--- SOURCE MATERIAL Enclosed Below ---

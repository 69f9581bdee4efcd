//! Free-space diagrams.
//!
//! For two curves P (p vertices) and Q (q vertices) and a tolerance ε, the
//! free space is the set of parameter pairs whose points are within ε of each
//! other. Inside one grid cell it is convex, so reachability only needs its
//! trace on the cell boundaries:
//!
//! - **Left boundaries** `L(i, j)`: vertex `j` of Q against edge `i` of P, a
//!   vertical segment at grid x = j spanning y ∈ [i, i + 1].
//! - **Bottom boundaries** `B(i, j)`: vertex `j` of P against edge `i` of Q, a
//!   horizontal segment at grid y = j spanning x ∈ [i, i + 1].
//!
//! Each boundary is stored as an edge-local [`FreeInterval`], or `None` when
//! the ε-ball around the vertex misses the edge.
//!
//! # Example
//!
//! ```
//! use frechet::frechet::free_interval;
//! use frechet::{Point2, Segment2};
//!
//! let edge = Segment2::new(Point2::new(0.0_f64, 0.0), Point2::new(4.0, 0.0));
//!
//! // Ball of radius 1 around (2, 0) covers x in [1, 3]
//! let interval = free_interval(edge, Point2::new(2.0, 0.0), 1.0, 1e-12).unwrap();
//! assert!((interval.start - 0.25).abs() < 1e-12);
//! assert!((interval.end - 0.75).abs() < 1e-12);
//!
//! // Too far away
//! assert!(free_interval(edge, Point2::new(2.0, 3.0), 1.0, 1e-12).is_none());
//! ```

use crate::curve::Curve;
use crate::error::FrechetError;
use crate::primitives::{Point2, Segment2};
use num_traits::Float;

/// The free part `[start, end]` of an edge, in edge parameters.
///
/// Always satisfies `0 <= start <= end <= 1`. A degenerate interval
/// (`start == end`) is a single contact point.
#[derive(Debug, Clone, Copy, PartialEq)]
pub struct FreeInterval<F> {
    pub start: F,
    pub end: F,
}

impl<F: Float> FreeInterval<F> {
    /// Creates an interval. The caller guarantees `start <= end`.
    #[inline]
    pub fn new(start: F, end: F) -> Self {
        debug_assert!(start <= end);
        Self { start, end }
    }

    /// The whole edge, [0, 1].
    #[inline]
    pub fn full() -> Self {
        Self::new(F::zero(), F::one())
    }

    /// A single contact point at parameter `t`.
    #[inline]
    pub fn point(t: F) -> Self {
        Self::new(t, t)
    }

    /// Returns `true` for a single contact point.
    #[inline]
    pub fn is_degenerate(self) -> bool {
        self.start == self.end
    }

    /// Returns `true` if `t` lies in the interval, allowing `tolerance` slack.
    #[inline]
    pub fn contains(self, t: F, tolerance: F) -> bool {
        t >= self.start - tolerance && t <= self.end + tolerance
    }

    /// Returns `true` if the interval contains the start of its edge.
    #[inline]
    pub(crate) fn starts_at_zero(self, tolerance: F) -> bool {
        self.start <= tolerance
    }

    /// Returns `true` if the interval contains the end of its edge.
    #[inline]
    pub(crate) fn reaches_one(self, tolerance: F) -> bool {
        self.end >= F::one() - tolerance
    }

    /// Keeps the part at or above `lower`.
    ///
    /// Returns `None` when `lower` lies past the end of the interval by more
    /// than `tolerance`.
    pub(crate) fn clip_below(self, lower: F, tolerance: F) -> Option<Self> {
        if lower > self.end + tolerance {
            return None;
        }
        let start = self.start.max(lower).min(self.end);
        Some(Self::new(start, self.end))
    }
}

/// `d² <= ε² (1 + tolerance)`, scale free.
#[inline]
fn within<F: Float>(distance_squared: F, epsilon: F, tolerance: F) -> bool {
    epsilon >= F::zero() && distance_squared <= epsilon * epsilon * (F::one() + tolerance)
}

#[inline]
fn clamp_unit<F: Float>(t: F) -> F {
    t.max(F::zero()).min(F::one())
}

/// Computes the part of `edge` within `epsilon` of `vertex`.
///
/// Endpoint membership is decided by comparing the vertex-endpoint distances
/// directly, so an interval that contains an edge endpoint reports exactly 0
/// or 1 there. A zero-length edge is either entirely free or not at all.
/// Negative or NaN `epsilon` never produces a free interval.
///
/// # Arguments
///
/// * `edge` - The edge being intersected
/// * `vertex` - Center of the ε-ball
/// * `epsilon` - Ball radius
/// * `tolerance` - Relative slack on squared distances (`d² <= ε² (1 + tolerance)`)
pub fn free_interval<F: Float>(
    edge: Segment2<F>,
    vertex: Point2<F>,
    epsilon: F,
    tolerance: F,
) -> Option<FreeInterval<F>> {
    let start_in = within(vertex.distance_squared(edge.start), epsilon, tolerance);

    let t = match edge.project(vertex) {
        Some(t) => t,
        None => return start_in.then(FreeInterval::full),
    };

    let end_in = within(vertex.distance_squared(edge.end), epsilon, tolerance);
    if start_in && end_in {
        // The ball is convex, so it holds the whole edge.
        return Some(FreeInterval::full());
    }

    let d_sq = vertex.distance_squared(edge.point_at(t));
    let slack = (epsilon * epsilon - d_sq).max(F::zero());
    let half_width = slack.sqrt() / edge.length();

    match (start_in, end_in) {
        (true, false) => Some(FreeInterval::new(F::zero(), clamp_unit(t + half_width))),
        (false, true) => Some(FreeInterval::new(clamp_unit(t - half_width), F::one())),
        _ => {
            // Neither endpoint is free: the ball can only meet the edge
            // around an interior foot point.
            if !within(d_sq, epsilon, tolerance) || t < F::zero() || t > F::one() {
                return None;
            }
            if half_width == F::zero() {
                return Some(FreeInterval::point(t));
            }
            let start = clamp_unit(t - half_width);
            let end = clamp_unit(t + half_width).max(start);
            Some(FreeInterval::new(start, end))
        }
    }
}

/// Free-space boundaries of two curves at a fixed ε.
///
/// Built in one pass and never modified afterwards; a new ε needs a new
/// diagram.
#[derive(Debug, Clone)]
pub struct FreeSpaceDiagram<F> {
    epsilon: F,
    p_len: usize,
    q_len: usize,
    left: Vec<Option<FreeInterval<F>>>,
    bottom: Vec<Option<FreeInterval<F>>>,
    start_free: bool,
    end_free: bool,
}

impl<F: Float> FreeSpaceDiagram<F> {
    /// Builds the diagram of `p` and `q` at `epsilon`.
    ///
    /// `tolerance` is the relative slack on squared distances, as in
    /// [`free_interval`].
    ///
    /// # Complexity
    ///
    /// O(pq) time and space.
    pub fn new(p: &Curve<F>, q: &Curve<F>, epsilon: F, tolerance: F) -> Self {
        let p_len = p.num_points();
        let q_len = q.num_points();

        let mut left = Vec::with_capacity(p.num_edges() * q_len);
        for edge in p.edges() {
            for &vertex in q.points() {
                left.push(free_interval(edge, vertex, epsilon, tolerance));
            }
        }

        let mut bottom = Vec::with_capacity(q.num_edges() * p_len);
        for edge in q.edges() {
            for &vertex in p.points() {
                bottom.push(free_interval(edge, vertex, epsilon, tolerance));
            }
        }

        let start_free = within(p.first().distance_squared(q.first()), epsilon, tolerance);
        let end_free = within(p.last().distance_squared(q.last()), epsilon, tolerance);

        tracing::trace!(
            epsilon = epsilon.to_f64(),
            p_len,
            q_len,
            free_left = left.iter().filter(|c| c.is_some()).count(),
            free_bottom = bottom.iter().filter(|c| c.is_some()).count(),
            start_free,
            end_free,
            "built free-space diagram"
        );

        Self {
            epsilon,
            p_len,
            q_len,
            left,
            bottom,
            start_free,
            end_free,
        }
    }

    /// The ε this diagram was built for.
    #[inline]
    pub fn epsilon(&self) -> F {
        self.epsilon
    }

    /// Number of vertices of P (grid rows run over P).
    #[inline]
    pub fn p_len(&self) -> usize {
        self.p_len
    }

    /// Number of vertices of Q (grid columns run over Q).
    #[inline]
    pub fn q_len(&self) -> usize {
        self.q_len
    }

    /// Returns `true` if the first vertices of P and Q are within ε.
    #[inline]
    pub fn start_free(&self) -> bool {
        self.start_free
    }

    /// Returns `true` if the last vertices of P and Q are within ε.
    #[inline]
    pub fn end_free(&self) -> bool {
        self.end_free
    }

    /// The left boundary `L(edge_p, vertex_q)`: vertex `vertex_q` of Q
    /// against edge `edge_p` of P.
    pub fn left(
        &self,
        edge_p: usize,
        vertex_q: usize,
    ) -> Result<Option<FreeInterval<F>>, FrechetError> {
        check_index(edge_p, self.p_len - 1)?;
        check_index(vertex_q, self.q_len)?;
        Ok(self.left_at(edge_p, vertex_q))
    }

    /// The bottom boundary `B(edge_q, vertex_p)`: vertex `vertex_p` of P
    /// against edge `edge_q` of Q.
    pub fn bottom(
        &self,
        edge_q: usize,
        vertex_p: usize,
    ) -> Result<Option<FreeInterval<F>>, FrechetError> {
        check_index(edge_q, self.q_len - 1)?;
        check_index(vertex_p, self.p_len)?;
        Ok(self.bottom_at(edge_q, vertex_p))
    }

    /// All left boundaries, row-major by edge of P (`edge_p * q + vertex_q`).
    #[inline]
    pub fn left_cells(&self) -> &[Option<FreeInterval<F>>] {
        &self.left
    }

    /// All bottom boundaries, row-major by edge of Q (`edge_q * p + vertex_p`).
    #[inline]
    pub fn bottom_cells(&self) -> &[Option<FreeInterval<F>>] {
        &self.bottom
    }

    #[inline]
    pub(crate) fn left_at(&self, edge_p: usize, vertex_q: usize) -> Option<FreeInterval<F>> {
        self.left[edge_p * self.q_len + vertex_q]
    }

    #[inline]
    pub(crate) fn bottom_at(&self, edge_q: usize, vertex_p: usize) -> Option<FreeInterval<F>> {
        self.bottom[edge_q * self.p_len + vertex_p]
    }
}

#[inline]
fn check_index(index: usize, len: usize) -> Result<(), FrechetError> {
    if index < len {
        Ok(())
    } else {
        Err(FrechetError::IndexOutOfRange { index, len })
    }
}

--- End of Enclosed SOURCE MATERIAL ---

EXERCISE BRIEF:
Check each line of the records for the word "around", and show the lines that contain it.

RESPONSE:
//! the ε-ball around the vertex misses the edge.
//! // Ball of radius 1 around (2, 0) covers x in [1, 3]
            // around an interior foot point.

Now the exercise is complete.